Ainda durante os “anos de chumbo”, a guerrilha rural do Araguaia ganhou força. Criada pelo Partido Comunista do Brasil (PC do B) em 1967, o objetivo era seguir o exemplo de Cuba e China, com uma revolução socialista que começaria no campo e tomaria o poder dos militares. A guerrilha foi fortemente combatida a partir de 1972, sendo que, em 74, menos de 20 do total de cerca de 80 militantes ainda estavam vivos.

Foi entre 1969 e 1973 que ocorreu no país o período tão exaltado pelos apoiadores da ditadura: o “milagre econômico”. O PIB brasileiro crescia com uma taxa recorde de quase 12% ao ano. Ao mesmo tempo a inflação chegava aos 18%. O “milagre” foi consequência dos investimentos internos através de empréstimos no exterior.

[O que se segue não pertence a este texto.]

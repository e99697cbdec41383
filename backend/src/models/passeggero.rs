use serde::{Deserialize, Serialize};
use time::OffsetDateTime;
use uuid::Uuid;
use validator::Validate;

/// Passenger, optionally tied to a client company.
#[derive(Debug, Clone, Serialize, sqlx::FromRow)]
pub struct Passeggero {
    pub id: Uuid,
    pub nome: String,
    pub cognome: String,
    pub telefono: Option<String>,
    pub email: Option<String>,
    pub azienda_id: Option<Uuid>,
    pub note: Option<String>,
    #[serde(with = "time::serde::rfc3339")]
    pub created_at: OffsetDateTime,
}

#[derive(Debug, Deserialize, Validate)]
pub struct CreatePasseggeroRequest {
    #[validate(length(min = 1, max = 100, message = "nome is required"))]
    pub nome: String,
    #[validate(length(min = 1, max = 100, message = "cognome is required"))]
    pub cognome: String,
    pub telefono: Option<String>,
    #[validate(email)]
    pub email: Option<String>,
    pub azienda_id: Option<Uuid>,
    pub note: Option<String>,
}

#[derive(Debug, Deserialize, Validate)]
pub struct UpdatePasseggeroRequest {
    #[validate(length(min = 1, max = 100))]
    pub nome: Option<String>,
    #[validate(length(min = 1, max = 100))]
    pub cognome: Option<String>,
    #[serde(default, with = "crate::models::serde_util::double_option")]
    pub telefono: Option<Option<String>>,
    #[serde(default, with = "crate::models::serde_util::double_option")]
    pub email: Option<Option<String>>,
    #[serde(default, with = "crate::models::serde_util::double_option")]
    pub azienda_id: Option<Option<Uuid>>,
    #[serde(default, with = "crate::models::serde_util::double_option")]
    pub note: Option<Option<String>>,
}

#[derive(Debug, Deserialize)]
pub struct AggiungiPasseggeroRequest {
    pub passeggero_id: Uuid,
}
//! Outbound email notifications.
//!
//! Sends go through a mail relay function configured via MAIL_* variables.
//! Dispatch is fire-and-forget: the request that triggered a notification
//! never waits for, or fails because of, the relay. Payloads are signed
//! with HMAC-SHA256 when a webhook secret is configured.

use hmac::{Hmac, Mac};
use serde_json::json;
use sha2::Sha256;

use crate::config::MailConfig;

type HmacSha256 = Hmac<Sha256>;

#[derive(Clone)]
pub struct Notifier {
    client: reqwest::Client,
    mail: Option<MailConfig>,
}

impl Notifier {
    pub fn new(mail: Option<MailConfig>) -> Self {
        Self {
            client: reqwest::Client::new(),
            mail,
        }
    }

    pub fn enabled(&self) -> bool {
        self.mail.is_some()
    }

    /// Queues a templated notification without blocking the caller.
    pub fn spawn_send(&self, template: &'static str, data: serde_json::Value, to: String) {
        let notifier = self.clone();
        tokio::spawn(async move {
            if let Err(e) = notifier.send(template, data, &to).await {
                tracing::warn!(template, to, error = %e, "notification send failed");
            }
        });
    }

    /// Synchronous probe for the settings page: sends the `test` template
    /// and reports relay errors to the caller.
    pub async fn send_test(&self, to: &str) -> anyhow::Result<()> {
        if self.mail.is_none() {
            anyhow::bail!("mail relay is not configured (MAIL_ENDPOINT unset)");
        }
        self.send("test", json!({}), to).await
    }

    async fn send(&self, template: &str, data: serde_json::Value, to: &str) -> anyhow::Result<()> {
        let Some(mail) = &self.mail else {
            tracing::debug!(template, "mail relay not configured, skipping notification");
            return Ok(());
        };

        let payload = serde_json::to_vec(&json!({
            "template": template,
            "to": to,
            "from": mail.from,
            "data": data,
        }))?;

        let mut req = self
            .client
            .post(&mail.endpoint)
            .header("Content-Type", "application/json");
        if let Some(key) = &mail.api_key {
            req = req.header("Authorization", format!("Bearer {}", key));
        }
        if let Some(secret) = &mail.webhook_secret {
            req = req.header("X-Signature", firma_payload(&payload, secret)?);
        }

        let response = req.body(payload).send().await?;
        if !response.status().is_success() {
            let status = response.status();
            let body = response.text().await.unwrap_or_default();
            anyhow::bail!("mail relay returned {}: {}", status, body);
        }

        tracing::debug!(template, to, "notification dispatched");
        Ok(())
    }
}

fn firma_payload(payload: &[u8], secret: &str) -> anyhow::Result<String> {
    let mut mac = HmacSha256::new_from_slice(secret.as_bytes())
        .map_err(|e| anyhow::anyhow!("HMAC initialization error: {}", e))?;
    mac.update(payload);
    Ok(hex::encode(mac.finalize().into_bytes()))
}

Empregos foram gerados em todo o país através de grandes obras de infraestrutura, algumas delas, gigantescas, como a ponte Rio-Niterói e a Transamazônica. Porém, todo o dinheiro gasto deveria ser pago no futuro, o que gerou uma enorme dívida externa para o país.

“Distenção lenta, gradual e segura”

Foi com essas palavras que o general Ernesto Geisel anunciou o processo de redemocratização, que ainda levaria mais de 10 anos para se concluir. Ele assumiu o governo ainda em 1974, com a insatisfação popular com níveis altíssimos, já que o chamado “milagre econômico” acabara e uma crise mundial atingia o país.

Ao mesmo tempo o MDB, a oposição permitida, ganhou nas eleições de 1974 a maioria no senado e a maioria das prefeituras do país. Descontentes com a redemocratização pretendida por Geisel, militares fizeram diversos a ataques clandestinos contra a esquerda do país.

Em 79 o general João Baptista Figueiredo assume a presidência e rapidamente decreta a Lei da Anistia, que permite o retorno dos exilados políticos ao país. Mesmo assim militares continuaram a repressão na clandestinidade, chegando a enviar cartas bomba para a imprensa e até à Ordem dos Advogados do Brasil (OAB).

Ainda em 1979 o governo restabeleceu o pluripartidismo ao país, transformando a ARENA em PDS e o MDB em PMDB. Foi aí que o Partido dos Trabalhadores (PT) e o Partido Democrático Trabalhista (PDT) foram criados.

Em 1984 milhões de brasileiros iniciaram o movimento Diretas Já, que pedia a eleição direta para presidente naquele ano. O pedido não foi atendido, mas no dia 15 de janeiro de 1985 o deputado Tancredo Neves era escolhido pelo Colégio Eleitoral como novo presidente do Brasil.

Infelizmente, o mineiro que daria fim aos 21 anos de repressão ficou doente e morreu antes de tomar posse, fazendo de seu vice, José Sarney, o primeiro presidente não militar após a ditadura. Em 1988 uma nova constituição, que apagava parte da herança maldita da repressão, foi aprovada no país, trazendo de volta a democracia.